I didnt come to this place to be quiet. I think I should be free to speak my mind, and if you think about banning me so be it, but I have already brought at least 15 people to these boards since I started 2 days ago. Do as you wish.


----------



## Devestata

*Re: Re: Re: Re: sime*



> Originally posted by *sime *
> 
> 
> excuse me, a warning or even a banning for what? Are you not allowed to be free at these boards and post whatever you want? I think that is appauling that you can even say that. Look at my posts. Most of them are high quality. Everything I have to say comes out in more than one liners.
> 
> I didnt come to this place to be quiet. I think I should be free to speak my mind, and if you think about banning me so be it, but I have already brought at least 15 people to these boards since I started 2 days ago. Do as you wish.



Whoa, Whoa, Whoa, calm down. It's none of my business what you do, I shouldn't have said it. I cannot ban people, and we appreciate that you brought those people here. Sorry Sime...


----------



## Damian Necronamous

*Re: Re: Re: Re: sime*



> Originally posted by *sime *
> 
> 
> excuse me, a warning or even a banning for what? Are you not allowed to be free at these boards and post whatever you want? I think that is appauling that you can even say that. Look at my posts. Most of them are high quality. Everything I have to say comes out in more than one liners.
> 
> I didnt come to this place to be quiet. I think I should be free to speak my mind, and if you think about banning me so be it, but I have already brought at least 15 people to these boards since I started 2 days ago.
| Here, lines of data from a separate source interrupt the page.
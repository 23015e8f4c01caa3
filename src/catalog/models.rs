//! Wire models returned by the Deezer public API.

use serde::Deserialize;

use super::AlbumSummary;

/// Paginated envelope wrapping most list endpoints.
#[derive(Debug, Deserialize)]
pub struct DataEnvelope<T> {
    #[serde(default = "Vec::new")]
    pub data: Vec<T>,
    #[serde(default)]
    pub error: Option<ApiError>,
}

/// Error object embedded in an otherwise successful response.
#[derive(Debug, Deserialize)]
pub struct ApiError {
    #[serde(default)]
    pub message: String,
}

#[derive(Debug, Deserialize)]
pub struct DeezerArtist {
    pub name: String,
}

/// Album entry returned by `/search/album`.
#[derive(Debug, Deserialize)]
pub struct DeezerAlbum {
    pub id: u64,
    pub title: String,
    #[serde(default)]
    pub artist: Option<DeezerArtist>,
    #[serde(flatten)]
    pub covers: CoverSet,
}

/// Album fragment nested inside a track.
#[derive(Debug, Deserialize)]
pub struct DeezerTrackAlbum {
    pub id: u64,
    pub title: String,
    #[serde(flatten)]
    pub covers: CoverSet,
}

/// Track entry returned by `/user/{id}/tracks`.
#[derive(Debug, Deserialize)]
pub struct DeezerTrack {
    #[serde(default)]
    pub album: Option<DeezerTrackAlbum>,
    #[serde(default)]
    pub artist: Option<DeezerArtist>,
}

/// Album details returned by `/album/{id}`.
#[derive(Debug, Deserialize)]
pub struct DeezerAlbumDetails {
    #[serde(default)]
    pub nb_tracks: u32,
    #[serde(default)]
    pub error: Option<ApiError>,
}

/// Cover image variants, from smallest to largest.
#[derive(Debug, Default, Deserialize)]
pub struct CoverSet {
    #[serde(default)]
    pub cover: Option<String>,
    #[serde(default)]
    pub cover_medium: Option<String>,
    #[serde(default)]
    pub cover_big: Option<String>,
    #[serde(default)]
    pub cover_xl: Option<String>,
}

impl CoverSet {
    /// Largest available cover.
    pub fn best(self) -> Option<String> {
        self.cover_xl
            .or(self.cover_big)
            .or(self.cover_medium)
            .or(self.cover)
    }
}

impl DeezerAlbum {
    pub fn into_summary(self) -> AlbumSummary {
        AlbumSummary {
            id: self.id,
            title: self.title,
            artist: self.artist.map(|artist| artist.name).unwrap_or_default(),
            cover: self.covers.best().unwrap_or_default(),
        }
    }
}

impl DeezerTrack {
    /// Album the track belongs to, if the track carries both album and artist.
    pub fn into_album(self) -> Option<AlbumSummary> {
        let album = self.album?;
        let artist = self.artist?;
        Some(AlbumSummary {
            id: album.id,
            title: album.title,
            artist: artist.name,
            cover: album.covers.best().unwrap_or_default(),
        })
    }
}

#[cfg(test)]
mod tests {
    use super::*;

    #[test]
    fn track_prefers_largest_cover() {
        let track: DeezerTrack = serde_json::from_str(
            r#"{
                "id": 3135556,
                "album": {
                    "id": 302127,
                    "title": "Discovery",
                    "cover": "small.jpg",
                    "cover_big": "big.jpg"
                },
                "artist": { "id": 27, "name": "Daft Punk" }
            }"#,
        )
        .unwrap();

        let album = track.into_album().unwrap();
        assert_eq!(album.id, 302127);
        assert_eq!(album.artist, "Daft Punk");
        assert_eq!(album.cover, "big.jpg");
    }

    #[test]
    fn track_without_artist_is_skipped() {
        let track: DeezerTrack =
            serde_json::from_str(r#"{ "album": { "id": 1, "title": "Untitled" } }"#).unwrap();
        assert!(track.into_album().is_none());
    }

    #[test]
    fn envelope_tolerates_missing_data() {
        let envelope: DataEnvelope<DeezerTrack> =
            serde_json::from_str(r#"{ "error": { "type": "DataException", "message": "no data" } }"#)
                .unwrap();
        assert!(envelope.data.is_empty());
        assert_eq!(envelope.error.unwrap().message, "no data");
    }
}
Do as you wish.


Amen.:laugh: :laugh: :laugh: WWIII has started! Duck and cover!!!


----------



## untitled

*Re: Re: Re: Re: Re: sime*



> Originally posted by *Mr. X *
> 
> 
> Amen.:laugh: :laugh: :laugh: WWIII has started! Duck and cover!!!




lol Honestly...its all cleared up though...

:yes:


----------



## CoolHandLuke

To whoever asked me how I've seen those teams... no special cable. The reason they're my favorites are because I have family in both places, and they're both good! I get some Euroleague tapes; we exchange, Euroleague stuff for NBA stuff. And, check out telebasket, they have some videos, I'm sure.


----------



## HB

With NBA TV and the streaming services, its easier to follow some of this teams now.


----------



## Krstic All-Star

^ Now THAT is a bump! 

Of course, it's obvious that I'd go with Maccabi Elite.


----------



## luther

I've always liked Partizan, but that's getting harder lately...


----------



## Krstic All-Star

luther said:


> I've always liked Partizan, but that's getting harder lately...


How come? Aren't they 2-0 right now?


----------



## Krstic All-Star

Speaking of Partizan, how are Slavko Vranes (the giant) and Milt Palacio doing?


----------



## luther

Krstic All Star said:


> How come? Aren't they 2-0 right now?


I mean in recent years. Still winning in their domestic league, but Euroleague play has been more difficult lately, it seems.

As for this season, I'd have to check. I'm a long-distance fan, an American who happened to have taken a liking to Yugoslavian--and subsequently, Serbian, Croatian, Slovenian, etc.--players. So I gravitated toward Partizan. But I'm not there, or checking it religiously.


----------



## Krstic All-Star

Nice - hope you can keep the rest of us informed. About all I know regarding Partizan is their record and the fact that Palacio and (I think) Vranes have been starting for them - but I don't think Vranes is playing much.


----------



## luther

Vranes, in about 8 mpg, is getting 1.5 ppg, 1.5 rpg and 1.5 bpg.

Palacio is faring better with 32 mpg and about 13 ppg, 1.5 rpg and 5 apg.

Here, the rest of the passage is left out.